4. Why spend time writing a things-to-do list?
You cannot possibly remember everything you need to do. More importantly, a things-to-do list is essential if you are to look at your tasks and prioritise them efficiently. It will also help you to keep a check of how you are spending your time.
5 How do I prioritise my workload?
One very effective way of doing this is to divide your tasks into four categories – important and urgent, important but not urgent, urgent but not important, and not important and not urgent. The first group you will naturally tend to tackle, but the second group may be neglected in favour of the third (urgent but not important), and this is when crises can occur.
6. How can I motivate myself to tackle tasks I dislike?

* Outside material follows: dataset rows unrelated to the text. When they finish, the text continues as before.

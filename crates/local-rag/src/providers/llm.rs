//! LLM provider trait for generating answers

use crate::error::Result;

/// Trait for prompt completion
///
/// Implementations:
/// - `OllamaLlm`: Local Ollama server (llama3, phi3, ...)
#[cfg_attr(test, mockall::automock)]
pub trait LlmProvider {
    /// Complete a fully rendered prompt
    fn complete(&self, prompt: &str) -> Result<String>;

    /// Check if the provider is reachable
    fn health_check(&self) -> Result<bool>;
}
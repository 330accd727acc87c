//! Data models for the recognition pipeline

pub mod audio;
pub mod recognition;

pub use audio::{decode_base64_audio, AudioDecodeError, AudioFormat, AudioSample, DetectedFormat};
pub use recognition::{
    BatchItemResult, BatchSummary, CatalogEntry, CatalogMatch, DirectCatalogFields,
    FingerprintCandidate, MatchResult, MatchSource, OfflineRecording, RecognitionHistoryRecord,
    ServiceStatus,
};
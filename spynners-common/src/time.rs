//! Timestamp utilities

use chrono::{DateTime, Utc};

/// Get current UTC timestamp
pub fn now() -> DateTime<Utc> {
    Utc::now()
}

/// Current Unix time in whole seconds
pub fn unix_timestamp() -> u64 {
    Utc::now().timestamp().max(0) as u64
}
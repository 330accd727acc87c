//! spynners-recognition library interface
//!
//! Exposes the router and service components for the binary and for
//! integration testing.

pub mod api;
pub mod config;
pub mod db;
pub mod error;
pub mod models;
pub mod services;

pub use crate::error::{ApiError, ApiResult};

use axum::extract::DefaultBodyLimit;
use axum::Router;
use chrono::{DateTime, Utc};
use db::SqliteHistoryStore;
use services::{AudioTranscoder, RecognitionOrchestrator};
use std::sync::Arc;
use tokio::sync::RwLock;
use tower_http::cors::CorsLayer;
use tower_http::trace::TraceLayer;

/// Application state shared across handlers
#[derive(Clone)]
pub struct AppState {
    pub orchestrator: Arc<RecognitionOrchestrator>,
    /// Used directly by the explicit convert/concatenate endpoints
    pub transcoder: Arc<AudioTranscoder>,
    pub history: Arc<SqliteHistoryStore>,
    /// Service startup timestamp for uptime tracking
    pub startup_time: DateTime<Utc>,
    /// Last upstream failure, for diagnostics
    pub last_error: Arc<RwLock<Option<String>>>,
}

impl AppState {
    pub fn new(
        orchestrator: Arc<RecognitionOrchestrator>,
        transcoder: Arc<AudioTranscoder>,
        history: Arc<SqliteHistoryStore>,
    ) -> Self {
        Self {
            orchestrator,
            transcoder,
            history,
            startup_time: Utc::now(),
            last_error: Arc::new(RwLock::new(None)),
        }
    }
}

/// Build application router
///
/// CORS is permissive: the mobile app and its web preview call the service directly.
pub fn build_router(state: AppState, max_body_bytes: usize) -> Router {
    Router::new()
        .merge(api::health_routes())
        .merge(api::recognition_routes())
        .merge(api::audio_routes())
        .layer(DefaultBodyLimit::max(max_body_bytes))
        .layer(CorsLayer::permissive())
        .layer(TraceLayer::new_for_http())
        .with_state(state)
}
//! # SPYNNERS Common Library
//!
//! Shared code for the SPYNNERS backend services:
//! - Common error type
//! - Bootstrap configuration loading (TOML + environment)
//! - Time helpers

pub mod config;
pub mod error;
pub mod time;

pub use error::{Error, Result};
//! HTTP-facing error type
//!
//! Every error body has the shape `{"success": false, "error": {"code", "message"}}`.

use crate::services::{RecognitionError, TranscodeError};
use axum::{
    http::StatusCode,
    response::{IntoResponse, Response},
    Json,
};
use serde_json::json;
use thiserror::Error;

/// API error type
#[derive(Debug, Error)]
pub enum ApiError {
    /// Invalid request (400)
    #[error("Invalid request: {0}")]
    BadRequest(String),

    /// Missing or unusable bearer identity (401)
    #[error("Unauthorized: {0}")]
    Unauthorized(String),

    /// Required upstream not configured (503)
    #[error("Service unavailable: {0}")]
    ServiceUnavailable(String),

    /// Fingerprint transport failure (500)
    #[error("Recognition failed: {0}")]
    RecognitionFailed(String),

    /// Internal server error (500)
    #[error("Internal server error: {0}")]
    Internal(String),

    /// spynners-common error
    #[error("Common error: {0}")]
    Common(#[from] spynners_common::Error),
}

impl From<RecognitionError> for ApiError {
    fn from(err: RecognitionError) -> Self {
        match err {
            RecognitionError::NotConfigured => {
                ApiError::ServiceUnavailable("Fingerprint service not configured".to_string())
            }
            RecognitionError::Identify(e) => ApiError::RecognitionFailed(e.to_string()),
        }
    }
}

impl From<TranscodeError> for ApiError {
    fn from(err: TranscodeError) -> Self {
        match err {
            TranscodeError::UnsupportedFormat(_) | TranscodeError::NoSegments => {
                ApiError::BadRequest(err.to_string())
            }
            other => ApiError::Internal(other.to_string()),
        }
    }
}

impl IntoResponse for ApiError {
    fn into_response(self) -> Response {
        let (status, error_code, message) = match self {
            ApiError::BadRequest(msg) => (StatusCode::BAD_REQUEST, "BAD_REQUEST", msg),
            ApiError::Unauthorized(msg) => (StatusCode::UNAUTHORIZED, "UNAUTHORIZED", msg),
            ApiError::ServiceUnavailable(msg) => {
                (StatusCode::SERVICE_UNAVAILABLE, "SERVICE_UNAVAILABLE", msg)
            }
            ApiError::RecognitionFailed(ref detail) => (
                StatusCode::INTERNAL_SERVER_ERROR,
                "RECOGNITION_FAILED",
                format!("Recognition failed: {}", detail),
            ),
            ApiError::Internal(msg) => (StatusCode::INTERNAL_SERVER_ERROR, "INTERNAL_ERROR", msg),
            ApiError::Common(ref err) => (
                StatusCode::INTERNAL_SERVER_ERROR,
                "COMMON_ERROR",
                err.to_string(),
            ),
        };

        let body = Json(json!({
            "success": false,
            "error": {
                "code": error_code,
                "message": message,
            }
        }));

        (status, body).into_response()
    }
}

/// Result type for API handlers
pub type ApiResult<T> = Result<T, ApiError>;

Are you a towards or an away-from person – do you respond to the carrot or the stick? If the former, reward yourself for each completed task, or chunk of a task. If the latter, think of the worst-case scenario should you fail to tackle the disliked task. Another useful technique is to model yourself on someone who enjoys the task you are dreading. Find out in great detail how they approach this task, what they enjoy about it and why.
7. How can I use my diary more effectively?
A diary can be part of your bring-forward system, containing reminders of actions that need to be taken on specific days. If you tend to be late for appointments, write down the time you need to leave the office in your diary. You can also use your diary to record your ideas, goals and more profound thoughts, helping you to keep your goals in view – an important factor in goal achievement.
8. How can I stop being late for appointments?
Instead of concentrating on the time of the appointment, work out when you need to leave in order to get there on time and make sure you keep to the leaving time. Type A people tend to be over-optimistic about travel times, so you may need to double your original estimate.
9. How can I say ‘no’ to yet more work without being seen as unhelpful?
You need to stop taking on other people’s monkeys. Ask yourself whether the job should be yours or belongs to someone else. Learn to respect yourself and be more assertive. Use the assertive sentence: acknowledge the other person’s view; say ‘however’; say what you feel, and state what you want to happen.